«Alla fine, la vittoria dei 5 Stelle a Roma potrebbe non essere un male: si dimostrerebbe che non sono in grado di governare e alle politiche non avrebbero più nessuna possibilità»: questo confessava in separata sede Matteo Renzi nella notte tra giovedì e venerdì, quando ancora il pallottoliere restituiva cifre ballerine e non era ancora certo che l’inquilino di palazzo Chigi sarebbe riuscito a sloggiare quello del Campidoglio senza l’aiuto delle opposizioni temibili, quella azzurra e quella pentastellata.
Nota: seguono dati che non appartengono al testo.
//! scout-api - HTTP API server for scout candidate search

use std::sync::Arc;

use tracing::{info, warn};
use tracing_appender::non_blocking::WorkerGuard;
use tracing_subscriber::{layer::SubscriberExt, util::SubscriberInitExt};

use scout_api::{router, state, ApiConfig, AppState, ReindexTarget};
use scout_core::{defaults, EmbeddingBackend, LexicalBackend};
use scout_db::{Database, PoolConfig};
use scout_inference::{Embedder, OpenAIBackend, Projection, QueryTranslator, RetryPolicy};
use scout_search::{
    ElasticsearchBackend, HealthMonitor, LexicalRetriever, SearchEngine, SuggestionService,
    VectorRetriever,
};

#[tokio::main]
async fn main() -> anyhow::Result<()> {
    dotenvy::dotenv().ok();
    let _file_guard = init_tracing();

    let config = ApiConfig::from_env();

    info!("Connecting to database...");
    let db = Database::connect_with_config(&config.database_url, PoolConfig::from_env()).await?;
    db.migrate().await?;
    info!("Database connected and migrated");

    // Inference
    let openai = Arc::new(OpenAIBackend::from_env()?);
    let retry = RetryPolicy::from_env();
    let projection = Arc::new(load_projection(&config, openai.dimension())?);
    verify_projection(&db, &projection).await?;
    let translator = Arc::new(QueryTranslator::new(openai.clone(), retry));
    let embedder = Arc::new(Embedder::new(openai, projection, retry));

    // Lexical channel: Elasticsearch primary with the relational fallback
    let fallback: Arc<dyn LexicalBackend> = Arc::new(db.lexical.clone());
    let lexical_timeout = LexicalRetriever::timeout_from_env();
    let mut reindex_target = None;
    let lexical = if config.es_enabled {
        let es = Arc::new(ElasticsearchBackend::from_env()?);
        let health = Arc::new(HealthMonitor::from_env(es.clone()));
        health.check_now().await;
        health.clone().spawn_refresh();
        reindex_target = Some(ReindexTarget::new(
            es,
            Arc::new(db.experiences.clone()),
            defaults::REINDEX_BATCH_SIZE,
        ));
        LexicalRetriever::with_primary(health, fallback, lexical_timeout)
    } else {
        warn!("Elasticsearch disabled, lexical channel uses the relational fallback only");
        LexicalRetriever::fallback_only(fallback, lexical_timeout)
    };
    let lexical = Arc::new(lexical);

    let vector = Arc::new(VectorRetriever::new(
        Arc::new(db.vectors.clone()),
        VectorRetriever::timeout_from_env(),
    ));

    let engine = Arc::new(SearchEngine::new(
        translator,
        embedder,
        lexical.clone(),
        vector,
        Arc::new(db.candidates.clone()),
    ));
    let suggestions = Arc::new(SuggestionService::from_env(lexical));

    engine.spawn_cache_reclaim(config.cache_reclaim_interval);
    suggestions
        .cache()
        .clone()
        .spawn_reclaim(config.cache_reclaim_interval);
    spawn_pool_metrics(db.clone(), config.cache_reclaim_interval);

    let mut app_state = AppState::new(engine, suggestions);
    if let Some(target) = reindex_target {
        app_state = app_state.with_reindex(target);
    }
    if let Some(limiter) = state::rate_limiter(&config)? {
        app_state = app_state.with_rate_limiter(limiter);
    }
    info!(
        enabled = config.rate_limit_enabled,
        requests = config.rate_limit_requests,
        period_secs = config.rate_limit_period.as_secs(),
        "Rate limiting configured"
    );

    let app = router(app_state).layer(scout_api::cors_layer(&config));

    let addr = config.bind_addr()?;
    info!("Starting server on {}", addr);
    let listener = tokio::net::TcpListener::bind(addr).await?;
    axum::serve(listener, app).await?;

    Ok(())
}

/// Install the tracing subscriber.
///
/// Environment variables:
///   LOG_FORMAT  - "json" or "text" (default: "text")
///   LOG_FILE    - path to log file (optional, enables daily rolling file logging)
///   LOG_ANSI    - "true"/"false" override ANSI colors (auto-detected by default)
///   RUST_LOG    - standard env filter
fn init_tracing() -> Option<WorkerGuard> {
    let log_format = std::env::var("LOG_FORMAT").unwrap_or_else(|_| "text".to_string());
    let log_file = std::env::var("LOG_FILE").ok();
    let log_ansi = std::env::var("LOG_ANSI")
        .ok()
        .map(|v| v == "true" || v == "1");

    let env_filter = tracing_subscriber::EnvFilter::try_from_default_env()
        .unwrap_or_else(|_| "scout_api=debug,scout_search=debug,tower_http=debug".into());
    let registry = tracing_subscriber::registry().with(env_filter);

    let guard = if let Some(ref path) = log_file {
        let path = std::path::Path::new(path);
        let dir = path.parent().unwrap_or(std::path::Path::new("."));
        let file_name = path
            .file_name()
            .and_then(|f| f.to_str())
            .unwrap_or("scout-api.log");
        let (writer, guard) =
            tracing_appender::non_blocking(tracing_appender::rolling::daily(dir, file_name));

        if log_format == "json" {
            registry
                .with(tracing_subscriber::fmt::layer().json().with_writer(writer))
                .init();
        } else {
            let layer = tracing_subscriber::fmt::layer()
                .with_writer(writer)
                .with_ansi(log_ansi.unwrap_or(false));
            registry.with(layer).init();
        }
        Some(guard)
    } else {
        if log_format == "json" {
            registry
                .with(tracing_subscriber::fmt::layer().json())
                .init();
        } else {
            let mut layer = tracing_subscriber::fmt::layer();
            if let Some(ansi) = log_ansi {
                layer = layer.with_ansi(ansi);
            }
            registry.with(layer).init();
        }
        None
    };

    info!(
        log_format = %log_format,
        log_file = log_file.as_deref().unwrap_or("(stdout)"),
        "Logging initialized"
    );
    guard
}

fn load_projection(config: &ApiConfig, model_dimension: usize) -> anyhow::Result<Projection> {
    match &config.projection_path {
        Some(path) => {
            let projection = Projection::load(path)?;
            info!(
                path = %path.display(),
                version = projection.version(),
                input_dim = projection.input_dim(),
                output_dim = projection.output_dim(),
                "Projection loaded"
            );
            Ok(projection)
        }
        None => {
            warn!(
                dimension = model_dimension,
                "PROJECTION_PATH not set, query embeddings are not reduced"
            );
            Ok(Projection::identity(model_dimension, "identity"))
        }
    }
}

/// Log connection pool usage on the cache reclaim cadence.
fn spawn_pool_metrics(db: Database, every: std::time::Duration) {
    tokio::spawn(async move {
        let mut ticker = tokio::time::interval(every);
        loop {
            ticker.tick().await;
            scout_db::log_pool_metrics(db.pool());
        }
    });
}

/// Refuse to start when the stored vectors were built with another projection.
async fn verify_projection(db: &Database, projection: &Projection) -> anyhow::Result<()> {
    match db.projection.current().await? {
        Some(meta) => {
            projection.ensure_compatible(&meta.version)?;
            info!(version = %meta.version, "Projection matches index");
        }
        None => warn!(
            version = projection.version(),
            "Index has no projection version recorded, skipping check"
        ),
    }
    Ok(())
}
Un po’ è un ragionamento sincero, e non del tutto infondato: tant’è vero che anche nell’Movimento 5 Stelle ci sono dubbi in quantità sull’opportunità di accollarsi la rognosissima gatta romana prima di elezioni politiche che non sono dietro l’angolo. Ma un po’ è anche la versione in politichese italico della celebre favola della volpe e l’uva.

Per giocare a Roma con qualche speranza di vincere la partita, bisognerebbe disporre di quello che al momento appare come il solo candidato in campo, Alfio Marchini, per i romani «Arfio». Solo che «Arfio» pare invece pendere a destra. «Quello – commenta un dirigente azzurro – ha fatto una lista non civica, ma cinica: era partito guardando a sinistra ma siccome adesso pare che a Roma la sinistra annaspi..».

Ufficialmente il candidatissimo non ha ancora scelto. Le dimissioni dei suoi due consiglieri sono state determinanti per affossare il recalcitrante Ignazio, ma ciò non significa affatto siglare l’alleanza con Matteo Renzi, trattandosi di una mera convergenza di interessi. Silvio Berlusconi, al contrario, pare convinto di avere praticamente chiuso la partita conquistando il papabile. Lo diceva appena tra le righe lui stesso, conversando con gli invitati alla festa di Nunzia Di Girolamo, giovedì sera. A chi gli chiedeva della possibile candidatura di Giorgia Meloni per il Campidoglio rispondeva infatti sicurissimo: «Giorgia è bravissima e, come Salvini, raccoglie un consenso personale che va molto al di là di quello del suo partito. Ma a Roma un candidato che pesca nell’elettorato moderato c’è già, è Alfio Marchini. Schierargli contro un candidato della stessa area significherebbe ripetere un errore gravissimo che è già stato fatto. Poi, penso che la Meloni sia più interessata alla Regione Lazio».

Sembra una riflessione in libertà, probabilmente è invece una notizia. Al momento e con il Campidoglio per traguardo, la corsa della «bravissima» Meloni sarebbe ostacolata dall’ingombrante memoria della giunta Alemanno con annessa Mafia Capitale. Tra qualche anno e con la Regione per obiettivo, non ci sarà problema.
Ecco perché al Nazareno la candidatura che sta prendendo rapidamente piede è quella della ministra della Salute. Beatrice Lorenzin piace un po’ a tutti, o almeno di questo sono convinti nella sola cerchia che conta, quella del premier. Moderata e di centrodestra, ma con discrezione, non troppo, una insomma che può essere votata anche dagli elettori di centrosinistra senza doversi turare il naso fino al soffocamento. Probabilmente non vincerà, questo Renzi lo sa bene: ma in fondo non è targata Pd e la probabile sconfitta brucerà dunque molto meno.

Il segnale politico sarà comunque chiaro: mai più coalizioni sbilanciate a sinistra, in concreto con Sel. Il Pd dell’era Renzi è un partito di centrodestra in tutto tranne che nel nome, ed è bene che tutti lo sappiano. La ministra Lorenzin, se sarà davvero lei la candidata del Pd, può non vincere, ma deve piazzarsi tanto bene da dimostrare che la svolta funziona, tanto più che a Milano regnerà la stessa logica, con il candidato”civico” Giuseppe Sala, e lì la vittoria è invece a portata di mano. Berlusconi stesso sa di doversi misurare con un rivale che di fatto fa parte della sua stessa area politico-culturale, e non lo nasconde: «E’ vero, Renzi dice cose di centrodestra. Però non mi spaventa, perché i suoi sono solo titoli e codici, mentre nei contenuti non c’è niente».

Anche per il centrodestra il test romano potrebbe rivelarsi l’avvio di una sterzata politica a tutto campo. Perché tra gli azzurri non mancano quelli che, come Augusto Minzolini, ripetono al capo che per tornare determinante deve essere il collante capace di tenere insieme i “civici” di un certo peso, come Diego Della Valle e magari persino Corrado Passera. Cominciando proprio da «Arfio».